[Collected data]
★ ★ ★

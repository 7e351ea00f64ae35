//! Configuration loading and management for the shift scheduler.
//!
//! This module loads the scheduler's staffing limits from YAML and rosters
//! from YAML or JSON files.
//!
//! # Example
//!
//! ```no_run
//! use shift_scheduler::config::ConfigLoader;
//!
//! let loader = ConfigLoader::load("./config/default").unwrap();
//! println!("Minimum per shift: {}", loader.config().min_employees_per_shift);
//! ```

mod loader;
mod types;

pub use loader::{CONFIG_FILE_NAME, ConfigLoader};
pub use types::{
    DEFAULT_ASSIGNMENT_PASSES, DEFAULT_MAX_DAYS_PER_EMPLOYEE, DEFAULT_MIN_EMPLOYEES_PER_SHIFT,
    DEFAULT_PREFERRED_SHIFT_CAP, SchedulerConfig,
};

★ ★ ★

- Activity: Filter the entries above and keep only the lines with the word "ConfigLoader".

- Task solution:
//! use shift_scheduler::config::ConfigLoader;
//! let loader = ConfigLoader::load("./config/default").unwrap();
pub use loader::{CONFIG_FILE_NAME, ConfigLoader};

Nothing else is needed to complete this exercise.